After a couple of adjournments, we finally attended court at the beginning of June.

 

During this time and due to my ill health and the other debts we have, OH and I decided to look into entering into an IVA.

 

Just before the hearing, their sol asked to see us and said that although RW, or more specifically their new solicitors DWF,

had received the IVA paperwork, as the debt was listed as belonging to HSBC and not them specifically,

they would not be voting and would be pushing for the judge to award them the Summary Judgment "and nothing less".

 

We went in front of the Judge and after much toing and froing, he decided in the end that he couldn't make a judgment as RW had still not supplied sufficient evidence.

 

When their sol said that she couldn't see what would be gained by setting another adjournment the Judge said

"you're quite right I'll refuse it then!" Her face was a picture!

 

the upshot is that a trial date was set for October but in the meantime we have tried to get an IVa in place for our other debts.
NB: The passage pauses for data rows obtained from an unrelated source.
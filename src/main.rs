//! hopswap service - multi-hop swaps over the ChangeNOW exchange API
//!
//! Serves the swap API, tracks created hops in the background and exposes
//! Prometheus metrics.

use anyhow::Result;
use std::sync::Arc;
use tokio::signal;
use tracing::{error, info, warn};

use hopswap::api;
use hopswap::config::{LoggingConfig, Settings};
use hopswap::coordination::SwapEngine;
use hopswap::metrics::MetricsServer;
use hopswap::parser::PatternParser;
use hopswap::provider::ChangeNowClient;

#[tokio::main]
async fn main() -> Result<()> {
    // Load configuration
    let settings = Settings::load()?;

    // Initialize logging
    init_logging(&settings.logging);

    info!("Starting hopswap v{}", env!("CARGO_PKG_VERSION"));
    info!("Exchange provider: {}", settings.provider.base_url);

    // One client serves catalog, exchange and probe roles
    let client = Arc::new(ChangeNowClient::new(&settings.provider)?);

    let engine = Arc::new(SwapEngine::new(
        client.clone(),
        client.clone(),
        client,
        Arc::new(PatternParser::new()),
        &settings.planner,
        &settings.tracker,
    ));

    // An unreachable provider is not fatal; POST /connect retries
    match engine.connect().await {
        Ok(count) => info!("Currency catalog loaded ({} currencies)", count),
        Err(e) => warn!("Starting without provider connection: {}", e),
    }

    // Initialize metrics server
    let metrics_server = if settings.metrics.enabled {
        Some(MetricsServer::new(settings.metrics.port))
    } else {
        None
    };

    // Start API server
    let api_handle = tokio::spawn({
        let config = settings.api.clone();
        let engine = engine.clone();
        async move {
            if let Err(e) = api::run_server(config, engine).await {
                error!("API server error: {}", e);
            }
        }
    });

    // Start metrics server
    let metrics_handle = metrics_server.map(|server| {
        tokio::spawn(async move {
            if let Err(e) = server.run().await {
                error!("Metrics server error: {}", e);
            }
        })
    });

    // Start status tracker
    let tracker_handle = tokio::spawn({
        let tracker = engine.tracker().clone();
        async move {
            if let Err(e) = tracker.run().await {
                error!("Status tracker error: {}", e);
            }
        }
    });

    info!("hopswap is running");
    info!("API server: http://{}:{}", settings.api.host, settings.api.port);
    if settings.metrics.enabled {
        info!("Metrics: http://0.0.0.0:{}/metrics", settings.metrics.port);
    }

    // Wait for shutdown signal
    shutdown_signal().await;

    info!("Shutdown signal received, stopping...");

    engine.tracker().stop().await;

    api_handle.abort();
    tracker_handle.abort();
    if let Some(h) = metrics_handle {
        h.abort();
    }

    let stats = engine.ledger().stats();
    info!(
        "hopswap stopped ({} waiting, {} finished, {} failed)",
        stats.waiting, stats.finished, stats.failed
    );
    Ok(())
}

fn init_logging(config: &LoggingConfig) {
    use tracing_subscriber::{fmt, prelude::*, EnvFilter};

    let filter = EnvFilter::try_from_default_env()
        .unwrap_or_else(|_| EnvFilter::new("info,hopswap=debug,hyper=warn,reqwest=warn"));

    let registry = tracing_subscriber::registry().with(filter);
    if config.json {
        registry
            .with(fmt::layer().json().with_target(true).with_thread_ids(true))
            .init();
    } else {
        registry
            .with(fmt::layer().with_target(true).with_thread_ids(true))
            .init();
    }
}

async fn shutdown_signal() {
    let ctrl_c = async {
        signal::ctrl_c()
            .await
            .expect("Failed to install Ctrl+C handler");
    };

    #[cfg(unix)]
    let terminate = async {
        signal::unix::signal(signal::unix::SignalKind::terminate())
            .expect("Failed to install signal handler")
            .recv()
            .await;
    };

    #[cfg(not(unix))]
    let terminate = std::future::pending::<()>();

    tokio::select! {
        _ = ctrl_c => {},
        _ = terminate => {},
    }
}
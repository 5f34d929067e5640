//! Status tracking for created hops
//!
//! Each tracked id is polled against the provider until it reaches a terminal
//! state or tracking is stopped. Results update the ledger and are published
//! to observers as `TrackerEvent`s.

mod poller;
mod status;

pub use poller::{PollOutcome, StatusTracker};
pub use status::map_provider_status;
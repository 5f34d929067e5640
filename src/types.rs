//! Core data model shared by planning, execution, the ledger and tracking

use chrono::{DateTime, Utc};
use serde::{Deserialize, Serialize};
use std::fmt;

/// A concrete currency as listed by the provider catalog.
///
/// The ticker is the unique key; by provider convention it already encodes the
/// network (`usdtarb`, `usdtbsc`, ...).
#[derive(Debug, Clone, PartialEq, Eq, Serialize, Deserialize)]
#[serde(rename_all = "camelCase")]
pub struct CurrencyId {
    pub ticker: String,
    pub network: Option<String>,
    pub display_name: String,
    pub icon_ref: String,
}

impl CurrencyId {
    /// Currency known only by its ticker
    pub fn from_ticker(ticker: impl Into<String>) -> Self {
        let ticker = ticker.into();
        Self {
            display_name: ticker.to_uppercase(),
            ticker,
            network: None,
            icon_ref: String::new(),
        }
    }
}

impl fmt::Display for CurrencyId {
    fn fmt(&self, f: &mut fmt::Formatter<'_>) -> fmt::Result {
        f.write_str(&self.ticker)
    }
}

/// Estimated output for a given input amount
#[derive(Debug, Clone, PartialEq, Serialize, Deserialize)]
#[serde(rename_all = "camelCase")]
pub struct Quote {
    pub estimated_output: String,
    pub warning: Option<String>,
}

#[derive(Debug, Clone, PartialEq, Serialize, Deserialize)]
pub struct MinAmount {
    pub value: String,
}

/// Allowed input range for a currency pair
#[derive(Debug, Clone, PartialEq, Serialize, Deserialize)]
#[serde(rename_all = "camelCase")]
pub struct ExchangeRange {
    pub min_amount: String,
    pub max_amount: Option<String>,
}

/// Where a hop sends its output.
#[derive(Debug, Clone, PartialEq, Eq, Serialize, Deserialize)]
#[serde(tag = "kind", content = "address", rename_all = "camelCase")]
pub enum PayoutTarget {
    /// Deposit address of the following hop, known only once that hop is created
    NextHopDeposit,
    /// Concrete address
    Address(String),
}

impl PayoutTarget {
    pub fn address(&self) -> Option<&str> {
        match self {
            PayoutTarget::NextHopDeposit => None,
            PayoutTarget::Address(address) => Some(address),
        }
    }
}

#[derive(Debug, Clone, PartialEq, Serialize, Deserialize)]
#[serde(rename_all = "camelCase")]
pub struct HopSpec {
    pub sequence_index: usize,
    pub from_currency: CurrencyId,
    pub to_currency: CurrencyId,
    pub input_amount: String,
    pub payout_address: PayoutTarget,
    /// Quoted output at plan time; feeds the next hop's input
    pub estimated_output: String,
    pub minimum: String,
}

/// Ordered chain of hops, first to last.
#[derive(Debug, Clone, PartialEq, Serialize, Deserialize)]
#[serde(rename_all = "camelCase")]
pub struct HopPlan {
    pub plan_id: uuid::Uuid,
    pub hops: Vec<HopSpec>,
    pub destination_address: String,
    /// Intermediary inserted without being part of the caller's path
    pub hidden_intermediary: Option<CurrencyId>,
    pub warnings: Vec<String>,
}

impl HopPlan {
    pub fn len(&self) -> usize {
        self.hops.len()
    }

    pub fn is_empty(&self) -> bool {
        self.hops.is_empty()
    }

    /// Amount the end user has to send
    pub fn input_amount(&self) -> Option<&str> {
        self.hops.first().map(|h| h.input_amount.as_str())
    }

    /// Final quoted amount reaching the destination
    pub fn estimated_output(&self) -> Option<&str> {
        self.hops.last().map(|h| h.estimated_output.as_str())
    }
}

/// Internal transaction state
#[derive(Debug, Clone, Copy, PartialEq, Eq, Hash, Serialize, Deserialize)]
#[serde(rename_all = "lowercase")]
pub enum Status {
    Waiting,
    Confirming,
    Exchanging,
    Sending,
    Finished,
    Failed,
}

impl Status {
    pub fn is_terminal(&self) -> bool {
        matches!(self, Status::Finished | Status::Failed)
    }

    /// Position on the happy path; `Failed` sits outside it
    fn rank(&self) -> Option<u8> {
        match self {
            Status::Waiting => Some(0),
            Status::Confirming => Some(1),
            Status::Exchanging => Some(2),
            Status::Sending => Some(3),
            Status::Finished => Some(4),
            Status::Failed => None,
        }
    }

    /// Whether the tracker may move a record from `self` to `next`.
    ///
    /// Forward moves along the happy path are allowed (the provider may skip
    /// intermediate states between two polls), `Failed` is reachable from any
    /// non-terminal state, and nothing leaves a terminal state.
    pub fn can_transition_to(&self, next: Status) -> bool {
        if self.is_terminal() || *self == next {
            return false;
        }
        match (self.rank(), next.rank()) {
            (_, None) => true,
            (Some(current), Some(target)) => target > current,
            (None, _) => false,
        }
    }

    pub fn as_str(&self) -> &'static str {
        match self {
            Status::Waiting => "waiting",
            Status::Confirming => "confirming",
            Status::Exchanging => "exchanging",
            Status::Sending => "sending",
            Status::Finished => "finished",
            Status::Failed => "failed",
        }
    }
}

impl fmt::Display for Status {
    fn fmt(&self, f: &mut fmt::Formatter<'_>) -> fmt::Result {
        f.write_str(self.as_str())
    }
}

/// One executed hop as stored in the ledger
#[derive(Debug, Clone, PartialEq, Serialize, Deserialize)]
#[serde(rename_all = "camelCase")]
pub struct TransactionRecord {
    pub id: String,
    pub from_currency: String,
    pub to_currency: String,
    pub amount: String,
    pub estimated_amount: String,
    pub payin_address: String,
    pub payout_address: String,
    pub status: Status,
    pub created_at: DateTime<Utc>,
    pub updated_at: DateTime<Utc>,
}

impl TransactionRecord {
    /// Fresh record; always starts in `Waiting`
    #[allow(clippy::too_many_arguments)]
    pub fn new(
        id: impl Into<String>,
        from_currency: impl Into<String>,
        to_currency: impl Into<String>,
        amount: impl Into<String>,
        estimated_amount: impl Into<String>,
        payin_address: impl Into<String>,
        payout_address: impl Into<String>,
    ) -> Self {
        let now = Utc::now();
        Self {
            id: id.into(),
            from_currency: from_currency.into(),
            to_currency: to_currency.into(),
            amount: amount.into(),
            estimated_amount: estimated_amount.into(),
            payin_address: payin_address.into(),
            payout_address: payout_address.into(),
            status: Status::Waiting,
            created_at: now,
            updated_at: now,
        }
    }
}

#[cfg(test)]
mod tests {
    use super::*;

    #[test]
    fn test_happy_path_transitions() {
        assert!(Status::Waiting.can_transition_to(Status::Confirming));
        assert!(Status::Confirming.can_transition_to(Status::Exchanging));
        assert!(Status::Sending.can_transition_to(Status::Finished));
        assert!(Status::Waiting.can_transition_to(Status::Exchanging));
    }

    #[test]
    fn test_failed_reachable_from_non_terminal_only() {
        for status in [
            Status::Waiting,
            Status::Confirming,
            Status::Exchanging,
            Status::Sending,
        ] {
            assert!(status.can_transition_to(Status::Failed));
        }
        assert!(!Status::Finished.can_transition_to(Status::Failed));
        assert!(!Status::Failed.can_transition_to(Status::Waiting));
    }

    #[test]
    fn test_no_backward_moves() {
        assert!(!Status::Exchanging.can_transition_to(Status::Waiting));
        assert!(!Status::Waiting.can_transition_to(Status::Waiting));
    }
}
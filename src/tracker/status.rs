//! Provider status mapping

use crate::types::Status;

/// Map a provider status string onto the internal state.
///
/// Unrecognized values map to `Waiting` so an unexpected string never ends
/// tracking.
pub fn map_provider_status(raw: &str) -> Status {
    match raw.trim().to_ascii_lowercase().as_str() {
        "new" | "waiting" => Status::Waiting,
        "confirming" => Status::Confirming,
        "exchanging" => Status::Exchanging,
        "sending" => Status::Sending,
        "finished" => Status::Finished,
        "failed" | "refunded" => Status::Failed,
        _ => Status::Waiting,
    }
}
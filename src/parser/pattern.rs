//! Regex-based instruction parser

use super::{InstructionParser, ParsedInstruction};
use crate::types::CurrencyId;

use async_trait::async_trait;
use lazy_static::lazy_static;
use regex::Regex;

lazy_static! {
    static ref SWAP: Regex = Regex::new(
        r"(?i)\b(?:swap|convert|exchange|send)\s+(\d+(?:\.\d+)?)\s+(?:of\s+)?(?:from\s+)?([a-z0-9]+)(?:\s+on\s+(?:the\s+)?([a-z0-9][a-z0-9 \-]*?))?\s+(?:to|into|for)\s+([a-z0-9]+)"
    )
    .expect("static pattern");
    static ref VIA: Regex = Regex::new(r"(?i)\b(?:via|through)\s+([a-z0-9]+)").expect("static pattern");
    static ref NETWORK: Regex =
        Regex::new(r"(?i)\bon\s+(?:the\s+)?([a-z0-9][a-z0-9 \-]*?)(?:\s+(?:to|at|via)\b|[,.]|$)")
            .expect("static pattern");
    static ref EVM_ADDRESS: Regex = Regex::new(r"\b0x[a-fA-F0-9]{40}\b").expect("static pattern");
    static ref BECH32_ADDRESS: Regex = Regex::new(r"\bbc1[a-z0-9]{25,62}\b").expect("static pattern");
}

/// Recognises `swap <amount> [from] <a> [on <network>] to <b> [via <c>] [on <network>] [<address>]`.
///
/// A network named right after the source token applies to the source; one
/// named after the destination token applies to the destination.
#[derive(Debug, Default, Clone)]
pub struct PatternParser;

impl PatternParser {
    pub fn new() -> Self {
        Self
    }

    pub fn parse_text(&self, text: &str) -> Option<ParsedInstruction> {
        let mut parsed = ParsedInstruction::default();

        // Destination network phrases follow the swap clause
        let mut tail = text;
        if let Some(caps) = SWAP.captures(text) {
            parsed.amount = Some(caps[1].to_string());
            parsed.from_token = Some(caps[2].to_lowercase());
            parsed.source_network = caps
                .get(3)
                .map(|m| m.as_str().trim().to_lowercase())
                .filter(|n| !n.is_empty());
            parsed.to_token = Some(caps[4].to_lowercase());
            if let Some(whole) = caps.get(0) {
                tail = &text[whole.end()..];
            }
        }

        parsed.via_token = VIA.captures(text).map(|c| c[1].to_lowercase());

        parsed.network = NETWORK
            .captures(tail)
            .map(|c| c[1].trim().to_lowercase())
            .filter(|n| !n.is_empty());

        parsed.destination_address = EVM_ADDRESS
            .find(text)
            .or_else(|| BECH32_ADDRESS.find(text))
            .map(|m| m.as_str().to_string());

        if parsed.is_empty() {
            None
        } else {
            Some(parsed)
        }
    }
}

#[async_trait]
impl InstructionParser for PatternParser {
    async fn parse(&self, text: &str, _catalog: &[CurrencyId]) -> Option<ParsedInstruction> {
        self.parse_text(text)
    }
}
We had to include RW although it is down as being in dispute.

 

Trouble is, their (alleged) debt totals more than 75% and they've rejected our proposal.

 

They've also refused to send our IP proof of debt as they said they've already sent it to us - which they haven't.

 

Our creditors meeting was this morning and it has been adjourned for another two weeks and our IP has written to them again requesting proof of debt.

 

I was thinking maybe I should send them another SAR.

 

Any thoughts?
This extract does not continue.